Las mayores mareas del mundo se producen en la bahía del Monte de San Miguel y son un espectáculo maravilloso que el ser humano ha decidido preservar para las generaciones futuras gracias al gran proyecto de restablecimiento del carácter marítimo del Monte de San Miguel.
El Monte de San Miguel está situado en medio de una bahía de 40 000 hectáreas por la que cruzan tres ríos (Couesnon, Sée y Sélune) y que barren las mareas dos veces al día. Las mareas dependen de la atracción de la luna que infla la superficie de mares y océanos así como la configuración de las costas y algunas de estas acentúan la amplitud del oleaje, como la bahía del Monte de San Miguel. Cuando la atracción de la luna se encuentra en su punto máximo, en cada luna llena, nos encontramos en período de mareas vivas, que son propicias para las grandes mareas. En ese momento, el mar recorre más de 15 kilómetros desde su punto más bajo en el litoral hasta el Monte de San Miguel, un movimiento incesante que se repite dos veces al día.

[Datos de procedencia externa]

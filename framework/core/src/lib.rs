mod shutdown;
mod transport;

pub mod prelude {
    pub use crate::shutdown::{DelegatedShutdownListener, ShutdownHandle, ShutdownSignalError};
    pub use crate::transport::{
        HttpMethod, HttpRequest, HttpResponse, RequestMeta, Transport, TransportError,
        TransportFuture,
    };
}
mod aggregate;
mod cli;
mod config;
mod context;
mod definition;
mod error;
mod executor;
mod group;
mod init;
mod iteration;
mod monitor;
mod progress;
mod run;
mod shutdown;
mod threshold;
mod types;

pub mod prelude {
    pub use crate::aggregate::aggregate;
    pub use crate::cli::GaleScenarioCli;
    pub use crate::config::{
        LoadMode, Pacing, RunPhase, ScenarioConfig, Stage, DEFAULT_GRACEFUL_STOP, DEFAULT_PACING,
    };
    pub use crate::context::{RunnerContext, VuContext};
    pub use crate::definition::{RunConfig, ScenarioDefinitionBuilder};
    pub use crate::error::ConfigError;
    pub use crate::executor::Executor;
    pub use crate::group::{IterationPlan, PayloadTemplate, RequestGroup};
    pub use crate::init::init;
    pub use crate::iteration::run_iteration;
    pub use crate::run::run;
    pub use crate::threshold::{
        Aggregate, Comparison, MetricKey, MetricView, Series, ThresholdAssertion,
    };
    pub use crate::types::GaleResult;

    pub use gale_core::prelude::*;
    pub use gale_instruments::{FailureKind, Sample};
    pub use gale_summary_model::{GroupStats, RunResult, RunSummary, ThresholdOutcome};
}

Un espectáculo de la naturaleza maravilloso pero también peligroso para los imprudentes que se aventuran en la bahía, víctimas del brusco levantamiento de las olas «a la velocidad de un caballo al galope» y de las arenas movedizas.
Ya en la Edad Media, los peregrinos del Monte de San Miguel, que eran conscientes del peligro, decían que el Monte se encontraba en peligro por culpa del mar.
Hoy en día, el riesgo es otro porque el Monte se encuentra en peligro por culpa de la tierra. Dos veces al día, las mareas del Monte de San Miguel invaden la bahía, es un espectáculo impresionante e inolvidable que se puede disfrutar desde las murallas del Monte de San Miguel que dominan la bahía.